(Saved entries)
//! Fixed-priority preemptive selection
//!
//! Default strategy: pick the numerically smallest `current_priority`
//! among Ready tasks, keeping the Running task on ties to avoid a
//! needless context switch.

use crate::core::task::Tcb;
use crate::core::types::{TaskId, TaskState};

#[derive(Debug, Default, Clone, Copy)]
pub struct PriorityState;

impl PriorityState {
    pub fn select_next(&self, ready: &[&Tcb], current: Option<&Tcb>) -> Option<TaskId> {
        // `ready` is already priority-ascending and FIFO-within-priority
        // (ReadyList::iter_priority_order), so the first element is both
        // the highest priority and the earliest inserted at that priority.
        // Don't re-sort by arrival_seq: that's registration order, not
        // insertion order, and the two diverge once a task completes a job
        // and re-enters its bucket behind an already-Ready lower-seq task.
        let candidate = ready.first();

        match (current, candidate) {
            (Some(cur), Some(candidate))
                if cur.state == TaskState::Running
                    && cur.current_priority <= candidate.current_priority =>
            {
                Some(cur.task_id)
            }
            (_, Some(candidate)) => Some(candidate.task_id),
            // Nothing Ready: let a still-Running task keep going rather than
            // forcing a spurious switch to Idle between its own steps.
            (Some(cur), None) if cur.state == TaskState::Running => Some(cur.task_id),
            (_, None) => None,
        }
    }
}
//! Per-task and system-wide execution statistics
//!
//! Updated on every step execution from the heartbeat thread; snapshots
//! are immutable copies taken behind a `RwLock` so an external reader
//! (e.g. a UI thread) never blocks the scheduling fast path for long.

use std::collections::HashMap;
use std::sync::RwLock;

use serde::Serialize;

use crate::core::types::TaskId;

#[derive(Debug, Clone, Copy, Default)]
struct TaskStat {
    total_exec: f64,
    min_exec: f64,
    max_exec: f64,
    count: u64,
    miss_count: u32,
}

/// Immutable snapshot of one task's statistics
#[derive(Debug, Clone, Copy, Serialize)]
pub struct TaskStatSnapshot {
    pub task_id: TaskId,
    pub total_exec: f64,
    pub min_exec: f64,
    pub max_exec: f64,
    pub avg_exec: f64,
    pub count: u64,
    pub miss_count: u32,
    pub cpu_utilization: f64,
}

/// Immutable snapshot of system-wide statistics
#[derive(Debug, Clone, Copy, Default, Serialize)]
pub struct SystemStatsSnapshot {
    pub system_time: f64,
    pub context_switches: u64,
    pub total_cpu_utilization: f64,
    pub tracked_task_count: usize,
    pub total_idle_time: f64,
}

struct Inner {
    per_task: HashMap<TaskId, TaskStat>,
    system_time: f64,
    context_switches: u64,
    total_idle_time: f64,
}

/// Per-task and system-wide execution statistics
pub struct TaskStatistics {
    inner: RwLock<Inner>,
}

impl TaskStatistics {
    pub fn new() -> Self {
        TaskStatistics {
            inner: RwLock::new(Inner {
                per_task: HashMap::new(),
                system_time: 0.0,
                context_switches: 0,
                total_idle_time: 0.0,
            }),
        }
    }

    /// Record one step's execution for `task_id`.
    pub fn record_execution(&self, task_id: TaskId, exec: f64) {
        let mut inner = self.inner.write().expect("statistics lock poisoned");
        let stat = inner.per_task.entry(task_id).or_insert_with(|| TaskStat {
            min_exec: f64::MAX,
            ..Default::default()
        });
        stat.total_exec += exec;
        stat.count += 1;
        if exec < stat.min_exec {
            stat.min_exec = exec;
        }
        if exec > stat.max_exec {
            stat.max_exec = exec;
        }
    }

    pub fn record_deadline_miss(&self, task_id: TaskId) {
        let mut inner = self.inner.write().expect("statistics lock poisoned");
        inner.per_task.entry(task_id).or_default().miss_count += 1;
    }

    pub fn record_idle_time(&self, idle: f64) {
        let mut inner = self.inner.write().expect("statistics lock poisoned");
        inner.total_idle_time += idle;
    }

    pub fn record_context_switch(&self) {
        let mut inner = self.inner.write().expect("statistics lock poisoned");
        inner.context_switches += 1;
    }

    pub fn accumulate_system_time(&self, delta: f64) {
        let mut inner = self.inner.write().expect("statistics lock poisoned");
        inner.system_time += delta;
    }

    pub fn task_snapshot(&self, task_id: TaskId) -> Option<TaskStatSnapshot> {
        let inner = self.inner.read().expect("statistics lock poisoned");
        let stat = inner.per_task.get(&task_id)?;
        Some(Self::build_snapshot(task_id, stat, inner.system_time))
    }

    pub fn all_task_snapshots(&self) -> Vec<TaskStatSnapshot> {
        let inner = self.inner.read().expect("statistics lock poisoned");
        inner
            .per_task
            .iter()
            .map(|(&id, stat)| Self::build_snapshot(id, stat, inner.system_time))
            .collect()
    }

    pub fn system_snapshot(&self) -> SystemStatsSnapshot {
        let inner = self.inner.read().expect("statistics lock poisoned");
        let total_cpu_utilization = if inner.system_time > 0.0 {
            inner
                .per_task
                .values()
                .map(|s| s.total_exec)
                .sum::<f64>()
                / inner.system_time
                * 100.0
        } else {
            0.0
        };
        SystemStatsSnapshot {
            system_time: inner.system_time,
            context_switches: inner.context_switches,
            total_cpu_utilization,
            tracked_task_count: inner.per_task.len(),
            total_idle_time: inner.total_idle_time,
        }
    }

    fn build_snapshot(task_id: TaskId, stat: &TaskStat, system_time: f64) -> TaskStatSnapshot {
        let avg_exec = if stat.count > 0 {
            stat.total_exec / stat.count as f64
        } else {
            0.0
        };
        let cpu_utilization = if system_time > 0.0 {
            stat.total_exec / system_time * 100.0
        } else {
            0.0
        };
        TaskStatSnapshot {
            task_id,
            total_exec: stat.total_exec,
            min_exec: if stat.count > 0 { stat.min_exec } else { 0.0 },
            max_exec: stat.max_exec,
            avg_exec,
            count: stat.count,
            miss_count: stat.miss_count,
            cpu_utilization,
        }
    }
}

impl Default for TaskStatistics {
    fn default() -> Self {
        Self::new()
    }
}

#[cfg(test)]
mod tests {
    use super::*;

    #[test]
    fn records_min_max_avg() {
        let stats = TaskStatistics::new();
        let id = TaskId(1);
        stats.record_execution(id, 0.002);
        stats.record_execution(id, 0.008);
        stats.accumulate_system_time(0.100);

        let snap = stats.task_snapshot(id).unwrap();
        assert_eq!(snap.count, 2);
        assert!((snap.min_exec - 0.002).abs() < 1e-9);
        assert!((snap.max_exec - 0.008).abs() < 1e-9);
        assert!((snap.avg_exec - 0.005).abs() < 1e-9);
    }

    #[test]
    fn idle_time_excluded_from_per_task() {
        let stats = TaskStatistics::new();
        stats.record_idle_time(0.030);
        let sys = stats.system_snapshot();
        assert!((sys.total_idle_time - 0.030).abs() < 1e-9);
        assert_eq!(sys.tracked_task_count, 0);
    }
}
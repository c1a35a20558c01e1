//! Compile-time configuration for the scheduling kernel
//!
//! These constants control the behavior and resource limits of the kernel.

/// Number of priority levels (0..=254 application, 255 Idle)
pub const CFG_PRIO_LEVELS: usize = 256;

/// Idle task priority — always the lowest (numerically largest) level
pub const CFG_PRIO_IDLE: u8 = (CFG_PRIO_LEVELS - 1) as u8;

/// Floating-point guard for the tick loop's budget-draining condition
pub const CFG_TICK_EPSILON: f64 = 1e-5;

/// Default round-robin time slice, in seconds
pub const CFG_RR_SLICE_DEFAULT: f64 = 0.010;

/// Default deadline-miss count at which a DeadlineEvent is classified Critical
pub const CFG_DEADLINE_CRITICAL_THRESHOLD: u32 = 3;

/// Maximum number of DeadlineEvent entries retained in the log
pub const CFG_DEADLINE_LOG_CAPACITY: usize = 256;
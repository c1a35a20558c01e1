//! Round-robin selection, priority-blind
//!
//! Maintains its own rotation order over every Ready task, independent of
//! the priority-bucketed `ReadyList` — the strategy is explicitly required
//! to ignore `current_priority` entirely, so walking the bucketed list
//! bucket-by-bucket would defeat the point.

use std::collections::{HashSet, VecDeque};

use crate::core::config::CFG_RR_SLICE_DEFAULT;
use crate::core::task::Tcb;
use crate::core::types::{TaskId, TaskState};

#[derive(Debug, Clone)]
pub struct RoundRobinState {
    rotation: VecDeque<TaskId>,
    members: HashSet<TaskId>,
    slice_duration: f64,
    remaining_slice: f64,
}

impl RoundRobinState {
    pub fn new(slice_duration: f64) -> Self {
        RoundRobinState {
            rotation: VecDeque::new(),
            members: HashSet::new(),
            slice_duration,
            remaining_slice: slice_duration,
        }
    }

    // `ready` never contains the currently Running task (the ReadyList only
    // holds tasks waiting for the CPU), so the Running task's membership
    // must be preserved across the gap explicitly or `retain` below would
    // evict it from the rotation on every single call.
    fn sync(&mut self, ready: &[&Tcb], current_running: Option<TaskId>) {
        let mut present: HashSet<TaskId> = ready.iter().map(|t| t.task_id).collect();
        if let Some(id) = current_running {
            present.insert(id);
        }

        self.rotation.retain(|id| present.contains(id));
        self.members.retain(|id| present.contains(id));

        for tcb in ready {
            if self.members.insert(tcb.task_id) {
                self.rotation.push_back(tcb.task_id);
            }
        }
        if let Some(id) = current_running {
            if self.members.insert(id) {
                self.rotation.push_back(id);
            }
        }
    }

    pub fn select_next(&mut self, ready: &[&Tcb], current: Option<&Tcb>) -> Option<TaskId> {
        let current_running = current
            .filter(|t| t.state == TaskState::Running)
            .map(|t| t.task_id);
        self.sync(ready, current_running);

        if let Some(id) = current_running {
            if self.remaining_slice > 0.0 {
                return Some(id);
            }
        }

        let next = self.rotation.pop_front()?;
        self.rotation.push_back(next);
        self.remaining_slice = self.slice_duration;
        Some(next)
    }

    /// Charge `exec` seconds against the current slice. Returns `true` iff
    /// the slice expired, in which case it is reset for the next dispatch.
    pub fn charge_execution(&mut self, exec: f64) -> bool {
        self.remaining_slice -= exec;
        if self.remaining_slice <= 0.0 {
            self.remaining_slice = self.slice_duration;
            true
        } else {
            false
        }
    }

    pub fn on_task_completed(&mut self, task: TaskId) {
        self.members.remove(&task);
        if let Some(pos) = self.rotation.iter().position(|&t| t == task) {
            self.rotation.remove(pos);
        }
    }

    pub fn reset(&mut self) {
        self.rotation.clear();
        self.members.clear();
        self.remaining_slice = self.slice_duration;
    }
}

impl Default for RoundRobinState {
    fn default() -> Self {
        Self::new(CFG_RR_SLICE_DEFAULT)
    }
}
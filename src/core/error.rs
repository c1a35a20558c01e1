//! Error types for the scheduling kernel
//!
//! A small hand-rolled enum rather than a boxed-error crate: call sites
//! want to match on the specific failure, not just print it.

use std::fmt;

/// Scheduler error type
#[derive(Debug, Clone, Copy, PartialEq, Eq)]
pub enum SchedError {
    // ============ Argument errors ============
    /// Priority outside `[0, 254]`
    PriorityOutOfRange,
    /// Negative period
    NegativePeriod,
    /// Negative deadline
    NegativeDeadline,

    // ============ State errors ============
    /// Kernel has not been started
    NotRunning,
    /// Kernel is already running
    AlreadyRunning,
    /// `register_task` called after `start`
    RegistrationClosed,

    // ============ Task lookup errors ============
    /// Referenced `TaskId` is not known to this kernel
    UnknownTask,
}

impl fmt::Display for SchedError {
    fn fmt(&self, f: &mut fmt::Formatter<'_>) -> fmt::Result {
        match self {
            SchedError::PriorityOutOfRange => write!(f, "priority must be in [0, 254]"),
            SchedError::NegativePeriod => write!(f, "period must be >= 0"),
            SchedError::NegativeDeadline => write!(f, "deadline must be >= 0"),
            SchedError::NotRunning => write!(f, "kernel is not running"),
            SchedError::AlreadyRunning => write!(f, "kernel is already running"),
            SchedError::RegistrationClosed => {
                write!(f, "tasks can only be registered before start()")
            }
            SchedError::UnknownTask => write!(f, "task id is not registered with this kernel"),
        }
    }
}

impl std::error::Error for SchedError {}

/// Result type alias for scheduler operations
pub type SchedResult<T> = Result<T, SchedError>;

• _Task objective_
For the word "which", say how many lines of the data include it, with nothing else in the reply.

• _Exercise solution_
2